ISSUE
2004

This video installation was created for the 6th MIVAE Montreal. This ephemeral artwork was executed with the intention of being staged in an abandoned waste incinerator.

I am is interested in the territories that reveal the challenges of our time and to this end I document areas that are being developed, exploited or in a process of being rebuild.

This project was elaborate in connection with the former activities of the incinerator des Carrières and the global waste management issues. From 1970 to 1983, hundreds of tons of Montreal domestic garbages were burned each day at this waste incinerator.
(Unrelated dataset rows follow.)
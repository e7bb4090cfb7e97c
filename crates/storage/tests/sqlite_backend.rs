use chrono::Duration;
use course_core::model::{
    Course, CourseId, EnrollmentStatus, Lesson, LessonId, LessonKind, LessonProgress, Module,
    ModuleId, UserId,
};
use course_core::time::fixed_now;
use storage::repository::{
    CompletionPersistence, CourseRepository, EnrollmentRepository, ProgressRepository, Storage,
    StorageError,
};

fn temp_db_url(tag: &str) -> String {
    let path = std::env::temp_dir().join(format!(
        "course_progress_{tag}_{}.sqlite3",
        std::process::id()
    ));
    let _ = std::fs::remove_file(&path);
    format!("sqlite:{}?mode=rwc", path.display())
}

fn build_course() -> Course {
    let m1 = Module::new(
        ModuleId::new(1),
        "Getting Started",
        0,
        vec![
            Lesson::new(LessonId::new(1), "Welcome", LessonKind::Video, 5, 0).unwrap(),
            Lesson::new(LessonId::new(2), "Setup", LessonKind::Text, 15, 1).unwrap(),
        ],
    )
    .unwrap();
    let m2 = Module::new(
        ModuleId::new(2),
        "Fundamentals",
        1,
        vec![Lesson::new(LessonId::new(3), "Ownership", LessonKind::Video, 25, 0).unwrap()],
    )
    .unwrap();
    Course::new(
        CourseId::new(1),
        "Rust Fundamentals",
        Some("From zero to ownership".into()),
        "1.2.0",
        6,
        vec![m1, m2],
    )
    .unwrap()
}

fn row(user: UserId, lesson: u64, minutes_later: i64, score: Option<u8>) -> LessonProgress {
    LessonProgress::new(
        user,
        LessonId::new(lesson),
        fixed_now() + Duration::minutes(minutes_later),
        score,
        180,
    )
    .unwrap()
}

#[tokio::test]
async fn hierarchy_round_trips_in_author_order() {
    let storage = Storage::sqlite(&temp_db_url("hierarchy")).await.unwrap();
    let course = build_course();
    storage.courses.upsert_course(&course).await.unwrap();

    let loaded = storage.courses.get_course(course.id()).await.unwrap();
    assert_eq!(loaded, course);

    let ids: Vec<u64> = loaded.lessons().map(|l| l.id().value()).collect();
    assert_eq!(ids, vec![1, 2, 3]);

    let err = storage
        .courses
        .get_course(CourseId::new(404))
        .await
        .unwrap_err();
    assert!(matches!(err, StorageError::NotFound));
}

#[tokio::test]
async fn course_for_lesson_and_catalog_listing() {
    let storage = Storage::sqlite(&temp_db_url("lookup")).await.unwrap();
    let course = build_course();
    storage.courses.upsert_course(&course).await.unwrap();

    let owner = storage
        .courses
        .course_for_lesson(LessonId::new(3))
        .await
        .unwrap();
    assert_eq!(owner.id(), course.id());

    let err = storage
        .courses
        .course_for_lesson(LessonId::new(404))
        .await
        .unwrap_err();
    assert!(matches!(err, StorageError::NotFound));

    let listed = storage.courses.list_courses(10).await.unwrap();
    assert_eq!(listed.len(), 1);
    assert_eq!(listed[0].id(), course.id());
}

#[tokio::test]
async fn progress_upsert_overwrites_without_duplicating() {
    let storage = Storage::sqlite(&temp_db_url("upsert")).await.unwrap();
    let course = build_course();
    storage.courses.upsert_course(&course).await.unwrap();
    let user = UserId::generate();

    storage
        .progress
        .upsert_progress(&row(user, 1, 0, Some(70)))
        .await
        .unwrap();
    let stored = storage
        .progress
        .upsert_progress(&row(user, 1, 5, Some(95)))
        .await
        .unwrap();
    assert_eq!(stored.score(), Some(95));

    let rows = storage
        .progress
        .completed_for_course(user, course.id())
        .await
        .unwrap();
    assert_eq!(rows.len(), 1);
    assert_eq!(rows[0].score(), Some(95));
    assert_eq!(rows[0].completed_at(), fixed_now() + Duration::minutes(5));

    // Backdated re-completion keeps the later stored timestamp.
    let stored = storage
        .progress
        .upsert_progress(&row(user, 1, 0, Some(40)))
        .await
        .unwrap();
    assert_eq!(stored.completed_at(), fixed_now() + Duration::minutes(5));
    assert_eq!(stored.score(), Some(40));

    let err = storage
        .progress
        .upsert_progress(&row(user, 404, 0, None))
        .await
        .unwrap_err();
    assert!(matches!(err, StorageError::NotFound));
}

#[tokio::test]
async fn completion_writes_progress_and_status_together() {
    let storage = Storage::sqlite(&temp_db_url("completion")).await.unwrap();
    let course = build_course();
    storage.courses.upsert_course(&course).await.unwrap();
    let user = UserId::generate();
    let now = fixed_now();

    storage
        .enrollments
        .enroll(user, course.id(), now)
        .await
        .unwrap();

    storage
        .completions
        .record_completion(course.id(), &row(user, 1, 0, None), EnrollmentStatus::InProgress)
        .await
        .unwrap();

    let enrollment = storage
        .enrollments
        .get_enrollment(user, course.id())
        .await
        .unwrap()
        .unwrap();
    assert_eq!(enrollment.status(), EnrollmentStatus::InProgress);

    let rows = storage
        .progress
        .completed_for_course(user, course.id())
        .await
        .unwrap();
    assert_eq!(rows.len(), 1);

    // Without an enrollment nothing is written.
    let stranger = UserId::generate();
    let err = storage
        .completions
        .record_completion(course.id(), &row(stranger, 2, 0, None), EnrollmentStatus::InProgress)
        .await
        .unwrap_err();
    assert!(matches!(err, StorageError::NotFound));
    let rows = storage
        .progress
        .completed_for_course(stranger, course.id())
        .await
        .unwrap();
    assert!(rows.is_empty());
}

#[tokio::test]
async fn status_writes_are_idempotent_and_completed_is_sticky() {
    let storage = Storage::sqlite(&temp_db_url("status")).await.unwrap();
    let course = build_course();
    storage.courses.upsert_course(&course).await.unwrap();
    let user = UserId::generate();
    let now = fixed_now();

    storage
        .enrollments
        .enroll(user, course.id(), now)
        .await
        .unwrap();
    let err = storage
        .enrollments
        .enroll(user, course.id(), now)
        .await
        .unwrap_err();
    assert!(matches!(err, StorageError::Conflict));

    // Re-writing the current status leaves updated_at alone.
    storage
        .enrollments
        .set_status(
            user,
            course.id(),
            EnrollmentStatus::NotStarted,
            now + Duration::hours(2),
        )
        .await
        .unwrap();
    let enrollment = storage
        .enrollments
        .get_enrollment(user, course.id())
        .await
        .unwrap()
        .unwrap();
    assert_eq!(enrollment.updated_at(), now);

    storage
        .enrollments
        .set_status(user, course.id(), EnrollmentStatus::Completed, now)
        .await
        .unwrap();
    storage
        .enrollments
        .set_status(user, course.id(), EnrollmentStatus::InProgress, now)
        .await
        .unwrap();
    let enrollment = storage
        .enrollments
        .get_enrollment(user, course.id())
        .await
        .unwrap()
        .unwrap();
    assert_eq!(enrollment.status(), EnrollmentStatus::Completed);
}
Presented in the former sediment exit - 75 meters-long tunnel - previously used to remove the detritus from the incinerator - the work plays with the distorted perceptions experienced in the tunnel. A large-scale video is projected on a suspended screen at the end of the space and creates the impression that the alley opens up onto a desolate landscape.

An animation, playing in continuous loop, shows a urban landscape in slow transformation. The viewer contemplates an ever-changing land, starting from a wasteland, becoming a landfill, then a suburban town, and so on. New "possible" landscapes appear and disappear, dissolving in each other's and confounding themselves. As the viewer moves forward into the space, the alley seems to stretch out and telescope towards the horizon thus creating a perspective of the infinity of the desert that the work echoes.

Video projection of 16' X 13'
Duration: 9 minutes

Computer, video projector, sound system, motion detector, microcontrolor.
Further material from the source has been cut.